Berachain has once again made a breakthrough in the DeFi ecosystem by approving the 14th batch of Reward Vault Requests (RFRV). This step shows how they are increasingly serious about pushing Proof of Liquidity (PoL) as the main pillar in the growth of network liquidity.
This time, not only DEX pools have been given the green light, but also non-DEX vaults with quite unique strategies, even daring ones.
Decisions on the latest batch of RFRVs have been delivered by the @bgtfdn on behalf of the Guardians.
Batch 14 approvals highlight how diverse Proof of Liquidity strategies are becoming. BTC-backed vaults, token burns, DAO-seeded liquidity, and memecoin-driven governance all… pic.twitter.com/I49qH4kxee
— Berachain Foundation (@berachain) July 2, 2025
From Burn to Boost: Henlo and Bitcoin Vaults Shake Things Up
One of the most eye-catching is Henlo’s vault called Henlo Incinerator. The mechanism is quite simple on paper, but interesting to observe. HENLO tokens will be purchased from the market and then burned immediately.

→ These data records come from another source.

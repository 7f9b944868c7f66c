//! Definitions of errors that can occur during the execution of the deploy scripts

use std::{
    error::Error,
    fmt::{self, Display, Formatter},
};

/// Errors that can occur during the execution of the deploy scripts
#[derive(Debug)]
pub enum ScriptError {
    /// Error reading the `deployments.json` file
    ReadDeployments(String),
    /// Error writing the `deployments.json` file
    WriteDeployments(String),
    /// Error locating or parsing a compiled contract artifact
    ArtifactParsing(String),
    /// Error initializing the RPC client
    ClientInitialization(String),
    /// Error constructing calldata for a contract method or constructor
    CalldataConstruction(String),
    /// Error deploying a contract
    ContractDeployment(String),
    /// Error calling a contract method
    ContractInteraction(String),
}

impl Display for ScriptError {
    fn fmt(&self, f: &mut Formatter<'_>) -> fmt::Result {
        match self {
            ScriptError::ReadDeployments(s) => write!(f, "error reading deployments: {}", s),
            ScriptError::WriteDeployments(s) => write!(f, "error writing deployments: {}", s),
            ScriptError::ArtifactParsing(s) => write!(f, "error parsing artifact: {}", s),
            ScriptError::ClientInitialization(s) => write!(f, "error initializing client: {}", s),
            ScriptError::CalldataConstruction(s) => write!(f, "error constructing calldata: {}", s),
            ScriptError::ContractDeployment(s) => write!(f, "error deploying contract: {}", s),
            ScriptError::ContractInteraction(s) => {
                write!(f, "error interacting with contract: {}", s)
            }
        }
    }
}

impl Error for ScriptError {}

Not only that, the results will also flow to validators. In other words, this project is trying to combine two approaches: limiting supply and providing additional incentives to network guardians. If this strategy is successful, it is not impossible that this kind of concept will become an example for other projects on the Berachain network.
On the other hand, there are also two vaults from Solv Protocol that bring fresh air to the integration of Bitcoin into the ecosystem. They introduced vaults for SolvBTC and xSolvBTC—assets that represent Bitcoin on Berachain. For users who are already familiar with BTC dominance, this could be a more natural entry point.
Moreover, this is not the first time Berachain has opened a cross-chain path. In the previous RFRV, they also introduced native liquidity from the Solana network and supported recompoundable LST (Liquid Staking Token).
Interestingly, this batch does not only focus on increasing capital or instant rewards. The Governance team seems to be emphasizing sustainability, by updating the incentive design guidelines publicly. The hope is that all future vault submissions will be more aligned with the network’s long-term mission, rather than just hunting for yield.
Berachain Grows with Burve, McBera, and NFT Innovations
While Batch 14 is in the spotlight, several other initiatives are also starting to stir. CNF recently reported that Burve, a new protocol built on Berachain, has officially gone live on mainnet. Burve comes with multi-token stableswaps and depeg protection, while still relying on the PoL mechanism as the heart of its liquidity.
Burve is arguably an example of how the initially technical PoL concept has now taken on a tangible form that users can experience.
Furthermore, technical updates such as McBera and Bectra have also enriched the user experience on this network. With a smart wallet and command-based DeFi navigation, access to various services has become more practical.
And don’t forget that last May, as we have covered, the BeraToners NFT collection from the BeraTone game also officially launched its avatar minting on OpenSea. Not only collectible, these characters can also be used as VTubers and in-game characters—showing that Berachain’s creative side doesn’t stop at the DeFi world.
However, the success of all these projects ultimately depends on how the community responds to and uses these features. Approved vaults may look like just another line of proposals, but behind them are complex token design experiments, marketing strategies, and community incentives.
Besides that, as of press time, BERA is changing hands at about $1.67, up 3.26% over the last 7 days, driving its market cap to surpass the $200 million mark.